Generation of CRISPR cell lines sgRNA sequences targeting NAGK or Mgat5 from the Brunello and Brie libraries (Doench et al., 2016) was cloned into the lentiCRISPRv2 vector (Sanjana et al., 2014). Lentivirus was produced in 293 T cells according to standard protocol. Cells were then infected with the CRISPR lentivirus and selected with puromycin. Cells were plated at very low density into 96-well plates to establish colonies generated from single-cell clones. Mgat5 gene disruption was validated by qPCR and L-PHA binding. NAGK gene disruption was validated by qPCR, western blot, and 13C-GlcNAc tracing. Seven NAGK knockout clonal cell lines established from three different sgRNAs, four in PANC-1 cells and three in MIA PaCa-2 cells, were chosen for use in the study. Please see table at end of methods for primer sequences of guides used.
Western blotting
For protein extraction from cells, cells were kept on ice and washed three times with PBS, then scraped into PBS and spun down at 200 g for 5 min. The cell pellet was resuspended in 50–100 µL RIPA buffer (1% NP-40, 0.5% deoxycholate, 0.1% SDS, 150 mM NaCl, 50 mM Tris plus protease inhibitor cocktail [Sigma-Aldrich, P8340] and phosSTOP [Sigma-Aldrich, 04906845001]), and lysis was allowed to continue on ice for 10 min. Cells were sonicated with a Fisherbrand Model 120 Sonic Dismembrator (Fisher Scientific, FB120A110) for three pulses of 20 s each at 20% amplitude. Cell lysate was spun down at 15,000 g for 10 min at 4°C, and supernatant was transferred to a new tube. For protein extraction from tissue, the sample was resuspended in 500 µL RIPA buffer and homogenized using a TissueLyser (Qiagen, 85210) twice for 30 s at 20 Hz. Following incubation on ice for 10 min, the same procedure was followed as for cells. For both cells and tissue, lysate samples were stored at −80°C until analysis by immunoblot. All blots were developed using a LI-COR Odyssey CLx system. Antibodies used in this study were as follows: O-GlcNAc CTD110.6 (Cell Signaling 9875S), tubulin (Sigma T6199), HSP60 (Cell Signaling 12165S), NAGK (Atlas Antibodies, HPA035207), and PARP (Cell Signaling 9532).
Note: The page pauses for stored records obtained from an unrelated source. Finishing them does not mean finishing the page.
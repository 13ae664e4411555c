//! Color math on normalized f64 channels (0.0–1.0).

/// HSV → RGB. All values 0.0–1.0, hue wraps at 1.0.
pub(crate) fn hsv_to_rgb(h: f64, s: f64, v: f64) -> (f64, f64, f64) {
    if s == 0.0 {
        return (v, v, v);
    }
    let h6 = h * 6.0;
    let i = h6.floor();
    let f = h6 - i;
    let p = v * (1.0 - s);
    let q = v * (1.0 - s * f);
    let t = v * (1.0 - s * (1.0 - f));
    match (i as i64).rem_euclid(6) {
        0 => (v, t, p),
        1 => (q, v, p),
        2 => (p, v, t),
        3 => (p, q, v),
        4 => (t, p, v),
        _ => (v, p, q),
    }
}

/// RGB → HSV. All values 0.0–1.0.
pub(crate) fn rgb_to_hsv(r: f64, g: f64, b: f64) -> (f64, f64, f64) {
    let max = r.max(g).max(b);
    let min = r.min(g).min(b);
    let delta = max - min;

    let v = max;
    let s = if max == 0.0 { 0.0 } else { delta / max };

    let h = if delta == 0.0 {
        0.0
    } else if max == r {
        ((g - b) / delta).rem_euclid(6.0) / 6.0
    } else if max == g {
        ((b - r) / delta + 2.0) / 6.0
    } else {
        ((r - g) / delta + 4.0) / 6.0
    };

    (h, s, v)
}

/// Normalized channel → 0–255, rounded to nearest.
pub(crate) fn to_byte(c: f64) -> u8 {
    (c * 255.0).round().clamp(0.0, 255.0) as u8
}

#[cfg(test)]
mod tests {
    use super::*;

    #[test]
    fn primary_sectors() {
        assert_eq!(hsv_to_rgb(0.0, 1.0, 1.0), (1.0, 0.0, 0.0));
        let (r, g, b) = hsv_to_rgb(1.0 / 3.0, 1.0, 1.0);
        assert!(r.abs() < 1e-9 && (g - 1.0).abs() < 1e-9 && b.abs() < 1e-9);
        let (r, g, b) = hsv_to_rgb(2.0 / 3.0, 1.0, 1.0);
        assert!(r.abs() < 1e-9 && g.abs() < 1e-9 && (b - 1.0).abs() < 1e-9);
    }

    #[test]
    fn hue_one_wraps_to_red() {
        let (r, g, b) = hsv_to_rgb(1.0, 1.0, 1.0);
        assert!((r - 1.0).abs() < 1e-9);
        assert!(g.abs() < 1e-9);
        assert!(b.abs() < 1e-9);
    }

    #[test]
    fn rgb_to_hsv_inverts_sectors() {
        for &h in &[0.0, 0.1, 0.25, 0.5, 0.7, 0.9] {
            let (r, g, b) = hsv_to_rgb(h, 0.8, 0.6);
            let (h2, s2, v2) = rgb_to_hsv(r, g, b);
            assert!((h - h2).abs() < 1e-9, "hue {h} came back as {h2}");
            assert!((s2 - 0.8).abs() < 1e-9);
            assert!((v2 - 0.6).abs() < 1e-9);
        }
    }

    #[test]
    fn to_byte_rounds_and_saturates() {
        assert_eq!(to_byte(0.5), 128);
        assert_eq!(to_byte(1.2), 255);
        assert_eq!(to_byte(-0.1), 0);
    }
}
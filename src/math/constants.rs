// Fixed-point constants shared by the deposit math.
//
// BigUint has no const constructor, so the wide values are built on demand.

use num_bigint::BigUint;
use num_traits::One;

pub const MIN_TICK: i32 = -887_272;
pub const MAX_TICK: i32 = 887_272;

/// Denominator for slippage expressed in parts per million.
pub const PPM_DENOMINATOR: u32 = 1_000_000;

/// Implicit decimal places of every "real" price and of the split mantissa.
pub const MANTISSA_DECIMALS: u32 = 18;

#[inline]
pub fn q96() -> BigUint {
    BigUint::one() << 96
}

#[inline]
pub fn q192() -> BigUint {
    BigUint::one() << 192
}

/// 10^18
#[inline]
pub fn mantissa() -> BigUint {
    pow10(MANTISSA_DECIMALS)
}

#[inline]
pub fn pow10(exp: u32) -> BigUint {
    BigUint::from(10u32).pow(exp)
}

/// Largest value of an on-chain `uint160` (the sqrtPriceLimitX96 slot).
#[inline]
pub fn max_uint160() -> BigUint {
    (BigUint::one() << 160) - BigUint::one()
}

/// Largest value of an on-chain `uint256` (token amount slots).
#[inline]
pub fn max_uint256() -> BigUint {
    (BigUint::one() << 256) - BigUint::one()
}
For blots showing the mobility shift for NAGK in low glutamine, samples were prepared in lysis buffer containing 50 mM Tris pH 8.0, 150 mM NaCl, 0.5% IGEPAL CA-630 (Sigma, I3021), 1 mM PMSF, 1.5 µM aprotinin, 84 µM leupeptin, 1 µM pepstatin A, ±10 mM NaF, and 20 mM Na3VO4 as indicated. To visualize the NAGK mobility shift in response to low glutamine, 20 µg total protein per sample was separated across 12.5 cm of 11% SDS-PAGE resolving space under reducing conditions using the large electrophoresis systems available from C.B.S. Scientific until approximately 3 cm of separation was obtained between the 25 and 37 kDa protein standards (Bio-Rad; 1610375). Using electrophoresis, proteins were transferred (30 V, 4°C, overnight) to 0.45 µM pore size nitrocellulose membrane (Amersham, 10600002). The primary antibodies used were NAGK (Proteintech, 15051–1-AP), AKT phosphoS473 (Cell Signaling Technology, 4060), and Vinculin (Sigma, V9264). Membranes were developed using the LI-COR Odyssey CLx system.
RT-qPCR
For RNA extraction from cells, cells were put on ice, washed with PBS, and scraped into PBS. Samples were then spun down at 200 g for 5 min and resuspended in 100 µL Trizol (Life Technologies). For RNA extraction from tissue, samples were resuspended in 500 μL Trizol and homogenized using a TissueLyser twice for 30 s at 20 Hz. For both cells and tissue, RNA was extracted following the Trizol manufacturer protocol. cDNA was prepared using high-capacity RNA-to-cDNA master mix (Applied Biosystems, 4368814) according to kit instructions. cDNA was diluted 1:20 and amplified with PowerUp SYBR Green Master Mix (Applied Biosystems, A25778) using a ViiA-7 Real-Time PCR system. Fold change in expression was calculated by the ΔΔCt method using HPRT as a control. Please see table at end of chapter for primer sequences.
Lectin binding assay
Cells were put on ice, washed with PBS, and then scraped into PBS. Samples were then spun down at 200 g for 5 min and resuspended in 3% BSA with fluorophore-conjugated lectin added 1:1000 (Vector Labs FL-1111–2). Samples were covered and incubated on ice for 30 min at room temperature, then spun down, and resuspended in PBS before analysis with an Attune NxT Flow Cytometer (Thermo Fisher Scientific). Data was further analyzed using FlowJo 8.7.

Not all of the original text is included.